Author’s Notes: This is going to be a heavily angsty fic, as you can see from the summary and warnings. There isn’t going to be a cure for Harry’s amnesia, either. Keep that in mind before you read.
The Dust of WaterChapter One—Burning Dust
Harry opened his eyes and rubbed at them slowly. They felt all gummed together, which he didn’t understand. He’d gone upstairs to take a nap, right? A nap, not a bloody coma.
He sat up, and stared. He wasn’t in his bedroom in Gryffindor Tower, either. The walls were white and pale green and blue, like the sea. There was a woman drowsing in the chair by his bed who he didn’t recognize. She was sitting with her chin on her chest and her brown hair clustered all around her face, and she wore the robes of a Healer.
“What is this?”
The woman shot to her feet at his words, her wand out and pointing at him. Harry glared back in silent outrage. He thought he was the one who ought to know why she was doing that, and it wasn’t like just waking up was dangerous!
“Harry,” the woman whispered. “Oh, Harry.” She sounded as if she was going to cry.
“Do I know you?” Harry nervously backed up towards his pillow. He supposed she did look sort of familiar, but he didn’t know her. Maybe she was related to another student at Hogwarts. “Why aren’t I at Hogwarts?”
The Healer closed her eyes, and whispered, “Yes, I knew this. No good putting it off.” She opened her eyes. “What’s the last thing you remember?”
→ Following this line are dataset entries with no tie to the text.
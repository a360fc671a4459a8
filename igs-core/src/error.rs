/// Errors raised by view-state mutation, normalization and OBJ loading.
///
/// Clipping never errors: a segment outside the clip window or the near/far
/// slab is reported as invisible instead.
#[derive(Debug, Clone, PartialEq, thiserror::Error)]
pub enum Error {
    /// A view vector has (near) zero length.
    #[error("{name} vector has zero length")]
    DegenerateVector { name: &'static str },

    /// VUP and VPN are parallel, so no camera basis can be built.
    #[error("view-up vector is parallel to the view-plane normal")]
    ParallelViewVectors,

    /// The window has zero width or height.
    #[error("window is degenerate ({width} x {height})")]
    DegenerateWindow { width: f64, height: f64 },

    /// Zoom factors must be finite and positive.
    #[error("zoom factor must be finite and positive, got {factor}")]
    InvalidZoom { factor: f64 },

    /// Perspective needs a finite, positive focal distance.
    #[error("focal distance must be finite and positive, got {distance}")]
    InvalidFocalDistance { distance: f64 },

    /// The two points defining a rotation axis are the same point.
    #[error("axis points cannot be coincident")]
    CoincidentAxisPoints,

    /// An object produced NaN or infinite display coordinates.
    #[error("object {id} produced non-finite coordinates")]
    NonFinite { id: u64 },

    #[error("unknown projection mode: {0}")]
    UnknownProjection(String),

    #[error("unknown object kind: {0}")]
    UnknownObjectKind(String),

    #[error("no object with id {id}")]
    ObjectNotFound { id: u64 },

    /// Replacement geometry must keep the object's kind.
    #[error("replacement geometry for object {id} has a different kind")]
    GeometryMismatch { id: u64 },

    #[error("failed to parse OBJ data: {0}")]
    Obj(String),
}

pub type Result<T> = std::result::Result<T, Error>;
“Being at Hogwarts,” Harry said, staring at her. Could it be possible that he’d stumbled across someone who didn’t know about Voldemort and the battle? Was he in France or something? But the woman was speaking English without a trace of an accent, and he still didn’t know how he’d got here. “Going upstairs to take a nap. I’d just defeated Voldemort, you know. I thought I deserved a rest.”
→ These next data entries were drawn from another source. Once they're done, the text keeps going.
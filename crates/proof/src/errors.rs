use thiserror::Error;

use crate::adapter::TREE_DEPTH;

/// Error converting an indexer proof into the fixed-depth representation.
#[derive(Debug, Clone, PartialEq, Eq, Error)]
pub enum ProofError {
    /// An entry was not a valid fixed-width hex hash.
    #[error("proof entry {index} is not a 32-byte hex hash: `{entry}`")]
    MalformedEntry { index: usize, entry: String },

    /// The input carries more sibling hashes than the exit trees are deep.
    /// Never silently truncated.
    #[error("proof has {0} entries, exceeds tree depth {TREE_DEPTH}")]
    TooDeep(usize),
}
“Ten years,” the woman said to herself. “Ten years to the day. I ought to have known. I did know. I just didn’t want to believe—” She lifted her wand, slowly this time. “Can I cast a few diagnostic charms on you?”
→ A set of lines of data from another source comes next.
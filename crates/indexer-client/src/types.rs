//! Response schema of the indexer's query surface.
//!
//! The service speaks protojson: 64-bit and bigger integers arrive as
//! decimal strings, hashes and addresses as `0x` hex. Deserializers accept
//! both string and number forms for the integer fields.

use alloy_primitives::{Address, Bytes, B256, U256};
use serde::Deserialize;

/// One cross-chain transfer record as reported by the indexer.
///
/// Records are created when the service observes the origin-chain deposit
/// event and mutated in place when it observes the claim; they are never
/// deleted. The engine only reads them.
#[derive(Debug, Clone, Deserialize)]
#[serde(rename_all = "camelCase")]
pub struct Deposit {
    /// Network the bridged token originates from.
    pub origin_network: u32,
    /// Token address on its origin network; zero means the native asset.
    pub token_address: Address,
    #[serde(with = "dec_u256")]
    pub amount: U256,
    pub dest_network: u32,
    pub dest_address: Address,
    /// Opaque metadata forwarded to the destination.
    #[serde(default)]
    pub metadata: Bytes,
    /// Hash of the origin-chain deposit transaction.
    pub tx_hash: B256,
    /// Whether on-chain state has advanced enough for a claim to be
    /// accepted. Claim fields are only meaningful once this is true.
    pub ready_for_claim: bool,
    /// Destination-chain claim transaction hash once the assistance service
    /// has submitted one; empty or zero until then.
    #[serde(default)]
    pub claim_tx_hash: String,
    /// Network the deposit was made on; scopes `deposit_cnt`.
    pub network_id: u32,
    /// Per-network monotonically increasing deposit counter.
    #[serde(with = "str_u64")]
    pub deposit_cnt: u64,
}

impl Deposit {
    /// The claim transaction hash, if one is known. Empty and all-zero
    /// values both mean no claim has been observed yet.
    pub fn claim_txid(&self) -> Option<B256> {
        let txid: B256 = self.claim_tx_hash.parse().ok()?;
        (txid != B256::ZERO).then_some(txid)
    }
}

/// Page of deposits for an address, `GET /bridges/{address}`.
#[derive(Debug, Clone, Deserialize)]
#[serde(rename_all = "camelCase")]
pub struct BridgesResponse {
    #[serde(default)]
    pub deposits: Vec<Deposit>,
    /// Total record count for the address, as reported (wire form).
    #[serde(default)]
    pub total_cnt: Option<String>,
}

/// Proof payload, `GET /merkle-proof`. Both sibling lists are ordered from
/// the leaf up; the exit roots are the pair the proof verifies against as
/// of query time.
#[derive(Debug, Clone, Deserialize)]
#[serde(rename_all = "camelCase")]
pub struct ProofResponse {
    pub main_exit_root: B256,
    pub rollup_exit_root: B256,
    pub merkle_proof: Vec<String>,
    pub rollup_merkle_proof: Vec<String>,
}

mod dec_u256 {
    use alloy_primitives::U256;
    use serde::{Deserialize, Deserializer};

    #[derive(Deserialize)]
    #[serde(untagged)]
    enum Raw {
        Num(u64),
        Str(String),
    }

    pub fn deserialize<'de, D>(deserializer: D) -> Result<U256, D::Error>
    where
        D: Deserializer<'de>,
    {
        match Raw::deserialize(deserializer)? {
            Raw::Num(n) => Ok(U256::from(n)),
            Raw::Str(s) => {
                U256::from_str_radix(&s, 10).map_err(serde::de::Error::custom)
            }
        }
    }
}

mod str_u64 {
    use serde::{Deserialize, Deserializer};

    #[derive(Deserialize)]
    #[serde(untagged)]
    enum Raw {
        Num(u64),
        Str(String),
    }

    pub fn deserialize<'de, D>(deserializer: D) -> Result<u64, D::Error>
    where
        D: Deserializer<'de>,
    {
        match Raw::deserialize(deserializer)? {
            Raw::Num(n) => Ok(n),
            Raw::Str(s) => s.parse().map_err(serde::de::Error::custom),
        }
    }
}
Harry shrugged, keeping his eyes on the wand. He didn’t think diagnostic charms sounded bad, more like something Madam Pomfrey would do than anything else, but he did want to know what in the world she was doing here.
Instead of Madam Pomfrey. Wouldn’t Madam Pomfrey be the natural one to take me to if I was sick?
He did feel sort of strange, now that he thought about it. As though he’d hit his head really hard, but there was no pain. More a sort of ringing echo, like he knew in some part of himself that he’d slammed his head hard into a wall without being able to feel it.
But not all of me. There was a sensation like he was taller, too, although Harry knew that was ridiculous. Even if someone had cast a spell to make him fall asleep or hit his head on a wall, why would it also leave that sensation?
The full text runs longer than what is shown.